A dentist uses a small mirror with a radius of 40 mm to locate a cavity in a patient's tooth. If the mirror is concave and is held 16 mm from the tooth, what is the magnification of the image?
To find the magnification of the image produced by the mirror, we can use the mirror formula:
1/f = 1/v - 1/u
Where:
f = focal length of the mirror
v = image distance from the mirror
u = object distance from the mirror
In this case, the mirror radius is given as 40 mm, which means the focal length (f) is half of the radius:
f = r/2 = 40 mm / 2 = 20 mm
The object distance (u) is given as 16 mm, and we need to find the image distance (v).

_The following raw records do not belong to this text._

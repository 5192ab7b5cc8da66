use serde::Serialize;

/// Classification attached to a log entry when it is parsed.
///
/// The category of the interval *ending* at an entry is taken from that
/// entry's kind: a Slack entry closes a slack interval, a DayStart entry
/// closes no interval at all.
#[derive(Debug, Clone, Copy, Serialize, PartialEq, Eq)]
pub enum EntryKind {
    Work,
    Slack,
    DayStart,
}

impl EntryKind {
    /// Derive the kind from the raw message text.
    ///
    /// Day start: the message equals "arrived" once spaces, newlines and
    /// periods are removed, case-insensitively.
    /// Slack: the message ends with "**" once spaces and newlines are removed.
    pub fn classify(message: &str) -> Self {
        let squeezed: String = message
            .chars()
            .filter(|c| !matches!(c, ' ' | '\n' | '.'))
            .collect();
        if squeezed.eq_ignore_ascii_case("arrived") {
            return EntryKind::DayStart;
        }

        let trimmed: String = message
            .chars()
            .filter(|c| !matches!(c, ' ' | '\n'))
            .collect();
        if trimmed.ends_with("**") {
            return EntryKind::Slack;
        }

        EntryKind::Work
    }

    pub fn is_day_start(&self) -> bool {
        matches!(self, EntryKind::DayStart)
    }

    pub fn is_slack(&self) -> bool {
        matches!(self, EntryKind::Slack)
    }
}
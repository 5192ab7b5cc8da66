use crate::utils::path::is_absolute;
use serde::{Deserialize, Serialize};
use std::env;
use std::fs;
use std::io::{self, Write};
use std::path::PathBuf;

#[derive(Debug, Serialize, Deserialize)]
pub struct Config {
    pub log_file: String,
}

impl Default for Config {
    fn default() -> Self {
        Self {
            log_file: Self::log_file_default().to_string_lossy().to_string(),
        }
    }
}

impl Config {
    /// Return the standard configuration directory depending on the platform
    pub fn config_dir() -> PathBuf {
        if cfg!(target_os = "windows") {
            let appdata = env::var("APPDATA").unwrap_or_else(|_| ".".to_string());
            PathBuf::from(appdata).join("timeflow")
        } else {
            let home = env::var("HOME").unwrap_or_else(|_| ".".to_string());
            PathBuf::from(home).join(".timelog")
        }
    }

    /// Return the full path of the config file
    pub fn config_file() -> PathBuf {
        Self::config_dir().join("timeflow.conf")
    }

    /// Return the default path of the log file
    pub fn log_file_default() -> PathBuf {
        Self::config_dir().join("timeflow")
    }

    /// Load configuration from file, or return defaults if not found
    pub fn load() -> Self {
        let path = Self::config_file();

        if path.exists() {
            let content = fs::read_to_string(&path).expect("❌ Failed to read configuration file");
            serde_yaml::from_str(&content).expect("❌ Failed to parse configuration file")
        } else {
            Config::default()
        }
    }

    /// Initialize configuration and log files
    pub fn init_all(custom_name: Option<String>, is_test: bool) -> io::Result<()> {
        let dir = Self::config_dir();
        fs::create_dir_all(&dir)?;

        // Log file: user provided or default
        let log_path = if let Some(name) = custom_name {
            if is_absolute(&name) {
                PathBuf::from(name)
            } else {
                dir.join(name)
            }
        } else {
            Self::log_file_default()
        };

        let config = Config {
            log_file: log_path.to_string_lossy().to_string(),
        };

        // Write config file
        if !is_test {
            let yaml = serde_yaml::to_string(&config).unwrap();
            let mut file = fs::File::create(Self::config_file())?;
            file.write_all(yaml.as_bytes())?;
            println!("✅ Config file: {:?}", Self::config_file());
        }

        // Create empty log file if not exists
        if !log_path.exists() {
            if let Some(parent) = log_path.parent()
                && !parent.exists()
            {
                fs::create_dir_all(parent)?;
            }
            fs::File::create(&log_path)?;
        }

        println!("✅ Log file:    {:?}", log_path);

        Ok(())
    }
}
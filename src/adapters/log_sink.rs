use crate::domain::model::SourceType;
use crate::domain::ports::{ProcessingLog, WebhookLog};
use crate::utils::error::Result;
use async_trait::async_trait;
use chrono::Utc;
use std::sync::atomic::{AtomicI64, Ordering};

/// Processing-log sink that emits structured tracing events. Stands in for
/// the persistent `processing_logs` store; ids increment per process.
#[derive(Default)]
pub struct TracingProcessingLog {
    next_id: AtomicI64,
}

impl TracingProcessingLog {
    pub fn new() -> Self {
        Self::default()
    }
}

#[async_trait]
impl ProcessingLog for TracingProcessingLog {
    async fn record(
        &self,
        source_type: SourceType,
        file_name: &str,
        records_processed: usize,
        success_count: usize,
        failure_count: usize,
    ) -> Result<i64> {
        let log_id = self.next_id.fetch_add(1, Ordering::SeqCst) + 1;
        tracing::info!(
            log_id,
            source_type = %source_type,
            file_name,
            records_processed,
            success_count,
            failure_count,
            processed_at = %Utc::now(),
            "processing log"
        );
        Ok(log_id)
    }
}

/// Webhook-response sink that emits structured tracing events. Stands in for
/// the persistent `webhook_responses` store.
#[derive(Default)]
pub struct TracingWebhookLog;

impl TracingWebhookLog {
    pub fn new() -> Self {
        Self
    }
}

#[async_trait]
impl WebhookLog for TracingWebhookLog {
    async fn record(
        &self,
        lead_id: &str,
        payload: &str,
        status_code: u16,
        response_body: &str,
    ) -> Result<()> {
        tracing::info!(
            lead_id,
            payload,
            status_code,
            response_body,
            sent_at = %Utc::now(),
            "webhook response"
        );
        Ok(())
    }
}

#[cfg(test)]
mod tests {
    use super::*;

    #[tokio::test]
    async fn test_processing_log_ids_increment() {
        let log = TracingProcessingLog::new();
        let first = log
            .record(SourceType::Experian, "a.csv", 3, 2, 1)
            .await
            .unwrap();
        let second = log
            .record(SourceType::LeadSource, "b.csv", 1, 1, 0)
            .await
            .unwrap();
        assert_eq!(first, 1);
        assert_eq!(second, 2);
    }

    #[tokio::test]
    async fn test_webhook_log_accepts_entries() {
        let log = TracingWebhookLog::new();
        assert!(log.record("L-1", "{}", 200, "ok").await.is_ok());
    }
}
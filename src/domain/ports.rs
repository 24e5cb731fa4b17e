use crate::domain::model::SourceType;
use crate::utils::error::Result;
use async_trait::async_trait;
use serde_json::Value;

/// Raw response from the webhook endpoint, before classification.
#[derive(Debug, Clone)]
pub struct WireResponse {
    pub status: u16,
    pub body: String,
}

/// Transport-level failures the dispatcher must tell apart.
#[derive(Debug, Clone)]
pub enum TransportError {
    TimedOut,
    ConnectionFailed,
    Other(String),
}

/// Outbound HTTP collaborator. The concrete adapter owns the timeout and
/// the `Content-Type: application/json` header.
#[async_trait]
pub trait HttpTransport: Send + Sync {
    async fn post_json(
        &self,
        url: &str,
        body: &Value,
    ) -> std::result::Result<WireResponse, TransportError>;
}

/// Sink for batch-level processing summaries. Returns the log id.
#[async_trait]
pub trait ProcessingLog: Send + Sync {
    async fn record(
        &self,
        source_type: SourceType,
        file_name: &str,
        records_processed: usize,
        success_count: usize,
        failure_count: usize,
    ) -> Result<i64>;
}

/// Sink for per-delivery webhook outcomes. Exactly one entry is recorded per
/// classified delivery attempt, success or failure.
#[async_trait]
pub trait WebhookLog: Send + Sync {
    async fn record(
        &self,
        lead_id: &str,
        payload: &str,
        status_code: u16,
        response_body: &str,
    ) -> Result<()>;
}
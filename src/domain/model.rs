use crate::utils::error::{LeadError, Result};
use chrono::{DateTime, Utc};
use serde::{Deserialize, Serialize};
use serde_json::Value;
use std::collections::HashMap;
use std::fmt;

/// The three vendor export formats this tool understands.
#[derive(Debug, Clone, Copy, PartialEq, Eq)]
pub enum SourceType {
    Experian,
    TransUnion,
    LeadSource,
}

impl SourceType {
    pub fn parse(selector: &str) -> Result<Self> {
        match selector {
            "experian" => Ok(SourceType::Experian),
            "transunion" => Ok(SourceType::TransUnion),
            "leadsource" => Ok(SourceType::LeadSource),
            other => Err(LeadError::InvalidInput {
                message: format!("Unknown source type: {}", other),
            }),
        }
    }

    pub fn as_str(&self) -> &'static str {
        match self {
            SourceType::Experian => "experian",
            SourceType::TransUnion => "transunion",
            SourceType::LeadSource => "leadsource",
        }
    }
}

impl fmt::Display for SourceType {
    fn fmt(&self, f: &mut fmt::Formatter<'_>) -> fmt::Result {
        f.write_str(self.as_str())
    }
}

impl Serialize for SourceType {
    fn serialize<S: serde::Serializer>(
        &self,
        serializer: S,
    ) -> std::result::Result<S::Ok, S::Error> {
        serializer.serialize_str(self.as_str())
    }
}

/// One source record as read from a vendor CSV: column name -> cell value.
/// Column names are kept exactly as they appear in the header row; parsers
/// trim them before lookup.
#[derive(Debug, Clone, Default, Serialize, Deserialize)]
pub struct RawRow {
    pub data: HashMap<String, Value>,
}

impl RawRow {
    pub fn new() -> Self {
        Self::default()
    }

    pub fn get(&self, column: &str) -> Option<&Value> {
        self.data.get(column)
    }

    pub fn set(&mut self, column: impl Into<String>, value: Value) {
        self.data.insert(column.into(), value);
    }

    /// Returns a copy with leading/trailing whitespace stripped from every
    /// column name. Vendor exports routinely pad their headers.
    pub fn with_trimmed_columns(&self) -> RawRow {
        let data = self
            .data
            .iter()
            .map(|(column, value)| (column.trim().to_string(), value.clone()))
            .collect();
        RawRow { data }
    }
}

/// Vendor-agnostic but not-yet-normalized record. Keys come from the fixed
/// intermediate field set (`First_Name`, `Phone_Number`, `credit_score`, ...);
/// fields the vendor does not supply are simply missing.
#[derive(Debug, Clone, Default, Serialize, Deserialize)]
pub struct IntermediateRecord {
    pub data: HashMap<String, Value>,
}

impl IntermediateRecord {
    pub fn new() -> Self {
        Self::default()
    }

    pub fn get(&self, field: &str) -> Option<&Value> {
        self.data.get(field)
    }

    pub fn set(&mut self, field: impl Into<String>, value: Value) {
        self.data.insert(field.into(), value);
    }
}

/// Renders a raw cell as text. Nulls become the empty string, numbers and
/// booleans their natural display form.
pub fn cell_text(value: &Value) -> String {
    match value {
        Value::Null => String::new(),
        Value::String(s) => s.clone(),
        Value::Number(n) => n.to_string(),
        Value::Bool(b) => b.to_string(),
        other => other.to_string(),
    }
}

/// The fully normalized canonical record. Every field is always present:
/// strings default to empty, numbers to 0, booleans to false, so a vendor
/// never having supplied a field is indistinguishable from an empty value.
#[derive(Debug, Clone, Default, PartialEq, Serialize, Deserialize)]
pub struct NormalizedRecord {
    pub first_name: String,
    pub last_name: String,
    pub email: String,
    pub phone: String,
    pub phone2: String,
    pub phone3: String,
    pub address: String,
    pub city: String,
    pub state: String,
    pub zip: String,
    pub credit_score: f64,
    pub mortgage_balance: f64,
    pub mortgage_payment: f64,
    pub mortgage_rate: f64,
    pub property_value: f64,
    pub additional_cash: f64,
    pub cash_out: bool,
    pub loan_type: String,
    pub loan_purpose: String,
    pub property_description: String,
    pub second_mortgage: String,
    pub second_balance: f64,
    pub second_rate: f64,
    pub found_home: bool,
    pub down_payment: f64,
    pub property_purpose: String,
    pub ltv: f64,
    pub bid_loan_value: f64,
    pub va_eligible: bool,
    pub lead_id: String,
    pub lead_source: String,
}

/// The nested structure the downstream webhook expects.
#[derive(Debug, Clone, Serialize, Deserialize)]
pub struct WebhookPayload {
    pub contact: ContactSection,
    pub property: PropertySection,
    pub loan: LoanSection,
    pub lead: LeadSection,
}

#[derive(Debug, Clone, Serialize, Deserialize)]
pub struct ContactSection {
    pub first_name: String,
    pub last_name: String,
    pub email: String,
    pub primary_phone: String,
    pub alt_phone_1: Option<String>,
    pub alt_phone_2: Option<String>,
}

#[derive(Debug, Clone, Serialize, Deserialize)]
pub struct PropertySection {
    pub street_address: String,
    pub city: String,
    pub state: String,
    pub zip: String,
    pub value: f64,
    pub description: String,
    pub purpose: String,
}

#[derive(Debug, Clone, Serialize, Deserialize)]
pub struct LoanSection {
    pub credit_score: f64,
    pub current_balance: f64,
    pub current_rate: f64,
    pub second_mortgage: String,
    pub second_balance: f64,
    pub second_rate: f64,
    pub additional_cash: f64,
    pub cash_out: bool,
    pub loan_purpose: String,
    pub found_home: bool,
    pub down_payment: f64,
    pub ltv: f64,
    pub bid_loan_value: f64,
    pub va_eligible: bool,
}

#[derive(Debug, Clone, Serialize, Deserialize)]
pub struct LeadSection {
    pub source: String,
    pub original_id: String,
}

/// Outcome of delivering one payload to the webhook.
#[derive(Debug, Clone, Serialize)]
pub struct DeliveryResult {
    pub lead_id: String,
    pub status_code: u16,
    pub response_body: String,
    pub sent_at: DateTime<Utc>,
}

/// Batch-level outcome of processing one vendor file.
#[derive(Debug, Clone, Serialize)]
pub struct ProcessingSummary {
    pub source_type: SourceType,
    pub file_name: String,
    pub records_processed: usize,
    pub success_count: usize,
    pub failure_count: usize,
    pub log_id: i64,
    pub processed_at: DateTime<Utc>,
}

Plugging these values into the mirror formula, we have:
1/20 = 1/v - 1/16
To simplify, we can find a common denominator:
1/20 = (16 - v) / (16v)
Now, cross-multiplying and rearranging the equation, we have:
16v = (16 - v) * 20
16v = 320 - 20v
Combining like terms, we get:
36v = 320
Dividing both sides by 36, we find:
v = 320 / 36
v ≈ 8.89 mm
Now that we have the image distance (v), we can calculate the magnification (M) using the formula:
M = -v / u
Plugging in the values, we get:
M = -8.89 mm / 16 mm
M ≈ -0.556
Therefore, the magnification of the image is approximately -0.556.